Cette semaine dans Chicago Med, l’épisode 18 nous replonge dans une atmosphère intense, mais qui commence à sentir la redite. À force de multiplier les drames autour de la maternité et des traumatismes personnels, la série prend le risque d'émousser l’émotion du spectateur. Non pas que les histoires manquent de réalisme, mais plutôt que certaines mécaniques sont usées, et l’épisode du jour en est un bon exemple. Dès les premières scènes, on pressent un événement tragique à venir autour de la grossesse de Lizzie. Pourtant, malgré le thème difficile abordé — la perte d’un bébé suivie d’une complication médicale grave —, on peine à ressentir une véritable empathie.
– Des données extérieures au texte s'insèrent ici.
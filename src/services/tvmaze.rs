//! TVMaze API client.

use crate::models::catalog::{LookupKey, RemoteShowInfo};
use crate::models::config::TvMazeConfig;
use crate::services::retry::{retry_with_backoff, RetryPolicy};
use crate::{Error, Result};
use async_trait::async_trait;
use serde::de::DeserializeOwned;
use serde::Deserialize;
use std::collections::BTreeMap;

/// Default TVMaze API root.
pub const TVMAZE_BASE_URL: &str = "https://api.tvmaze.com";

/// Source of remote season/episode counts.
///
/// `Ok(None)` means the catalog confirmed there is no match. `Err` means the
/// lookup failed and says nothing about the show.
#[async_trait]
pub trait ShowCatalog: Send + Sync {
    async fn lookup(&self, key: &LookupKey) -> Result<Option<RemoteShowInfo>>;
}

/// Show as returned by `/lookup/shows`.
#[derive(Debug, Deserialize)]
pub struct ShowSummary {
    pub id: u64,
    #[serde(default)]
    pub name: Option<String>,
}

/// One ranked entry of `/search/shows`.
#[derive(Debug, Deserialize)]
pub struct SearchHit {
    #[serde(default)]
    pub score: Option<f64>,
    pub show: ShowSummary,
}

/// One episode of `/shows/<id>/episodes`.
#[derive(Debug, Deserialize)]
pub struct Episode {
    #[serde(default)]
    pub season: Option<u32>,
    #[serde(default)]
    pub number: Option<u32>,
}

/// TVMaze API client.
pub struct TvMazeClient {
    base_url: String,
    client: reqwest::Client,
    retry: RetryPolicy,
}

impl TvMazeClient {
    /// Create a client from configuration.
    pub fn new(config: &TvMazeConfig) -> Result<Self> {
        let client = reqwest::Client::builder()
            .timeout(config.timeout())
            .user_agent(concat!("plex-media-export/", env!("CARGO_PKG_VERSION")))
            .build()?;

        Ok(Self {
            base_url: config.base_url.trim_end_matches('/').to_string(),
            client,
            retry: config.retry_policy(),
        })
    }

    /// Create a client with default settings against another API root.
    pub fn with_base_url(base_url: &str) -> Result<Self> {
        let config = TvMazeConfig {
            base_url: base_url.to_string(),
            ..TvMazeConfig::default()
        };
        Self::new(&config)
    }

    /// Replace the retry policy.
    pub fn with_retry(mut self, retry: RetryPolicy) -> Self {
        self.retry = retry;
        self
    }

    pub fn base_url(&self) -> &str {
        &self.base_url
    }

    /// Check whether the API answers at all.
    pub async fn verify_connection(&self) -> Result<bool> {
        let url = format!("{}/shows/1", self.base_url);
        match self.client.get(&url).send().await {
            Ok(resp) => Ok(resp.status().is_success()),
            Err(e) => Err(e.into()),
        }
    }

    /// GET a JSON document with retries. A 404 yields `Ok(None)`.
    async fn get_json<T: DeserializeOwned>(
        &self,
        path: &str,
        query: &[(&str, &str)],
    ) -> Result<Option<T>> {
        let url = format!("{}{}", self.base_url, path);
        let operation = format!("GET {}", path);

        retry_with_backoff(&self.retry, &operation, || async {
            let resp = self.client.get(&url).query(query).send().await?;
            let status = resp.status();

            if status == reqwest::StatusCode::NOT_FOUND {
                return Ok(None);
            }
            if !status.is_success() {
                return Err(Error::CatalogStatus {
                    status: status.as_u16(),
                    url: url.clone(),
                });
            }

            let body = resp.text().await?;
            let value = serde_json::from_str(&body)?;
            Ok(Some(value))
        })
        .await
    }

    /// Find a show ID by IMDB identifier.
    pub async fn find_show_by_imdb(&self, imdb_id: &str) -> Result<Option<u64>> {
        let show: Option<ShowSummary> = self
            .get_json("/lookup/shows", &[("imdb", imdb_id)])
            .await?;
        Ok(show.map(|s| s.id))
    }

    /// Find a show ID by title. The first ranked hit is taken as the match.
    pub async fn find_show_by_title(&self, title: &str) -> Result<Option<u64>> {
        let hits: Option<Vec<SearchHit>> =
            self.get_json("/search/shows", &[("q", title)]).await?;

        let Some(hit) = hits.and_then(|h| h.into_iter().next()) else {
            return Ok(None);
        };
        tracing::debug!(
            "TVMaze title search '{}' matched '{}' (id {}, score {:?})",
            title,
            hit.show.name.as_deref().unwrap_or("?"),
            hit.show.id,
            hit.score
        );
        Ok(Some(hit.show.id))
    }

    /// Fetch per-season episode counts for a show.
    pub async fn fetch_episode_counts(&self, show_id: u64) -> Result<Option<RemoteShowInfo>> {
        let path = format!("/shows/{}/episodes", show_id);
        let episodes: Option<Vec<Episode>> = self.get_json(&path, &[]).await?;
        Ok(episodes.map(|e| group_episodes(&e)))
    }

    /// Resolve a show by IMDB identifier. Every failure is logged and
    /// reported as `None`.
    pub async fn resolve_by_imdb_id(&self, imdb_id: &str) -> Option<RemoteShowInfo> {
        self.resolve_logged(&LookupKey::imdb(imdb_id)).await
    }

    /// Resolve a show by title. Every failure is logged and reported as `None`.
    pub async fn resolve_by_title(&self, title: &str) -> Option<RemoteShowInfo> {
        self.resolve_logged(&LookupKey::title(title)).await
    }

    async fn resolve_logged(&self, key: &LookupKey) -> Option<RemoteShowInfo> {
        match self.lookup(key).await {
            Ok(info) => info,
            Err(e) => {
                tracing::error!("TVMaze lookup failed for '{}': {}", key.term(), e);
                None
            }
        }
    }
}

#[async_trait]
impl ShowCatalog for TvMazeClient {
    async fn lookup(&self, key: &LookupKey) -> Result<Option<RemoteShowInfo>> {
        let term = key.term().trim();
        if term.is_empty() {
            return Ok(None);
        }

        let show_id = match key {
            LookupKey::ImdbId(_) => self.find_show_by_imdb(term).await?,
            LookupKey::Title(_) => self.find_show_by_title(term).await?,
        };

        match show_id {
            Some(id) => self.fetch_episode_counts(id).await,
            None => Ok(None),
        }
    }
}

/// Group a flat episode list into per-season counts.
///
/// Episodes without a season number are discarded. An empty list yields an
/// info value with zero seasons, which still counts as a match.
pub fn group_episodes(episodes: &[Episode]) -> RemoteShowInfo {
    let mut counts: BTreeMap<u32, u32> = BTreeMap::new();
    for season in episodes.iter().filter_map(|e| e.season) {
        *counts.entry(season).or_insert(0) += 1;
    }
    RemoteShowInfo::from_counts(counts)
}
Le lien entre le spectateur et ce personnage secondaire, jusque-là peu développé, reste fragile. Son retour dans la vie de Hannah sert visiblement à mettre sous tension une relation déjà complexe, mais le traitement paraît forcé. Cela m’amène à m’interroger sur l’usage répété de certains arcs narratifs dans la série. Depuis plusieurs saisons, Chicago Med multiplie les scénarios de fausses couches, de naissances prématurées ou de décès d’enfants. Si ces réalités médicales existent bel et bien, leur fréquence à l’écran frôle l’épuisement dramatique. L’émotion devient prévisible, et c’est un problème quand on cherche à provoquer une réaction sincère du public.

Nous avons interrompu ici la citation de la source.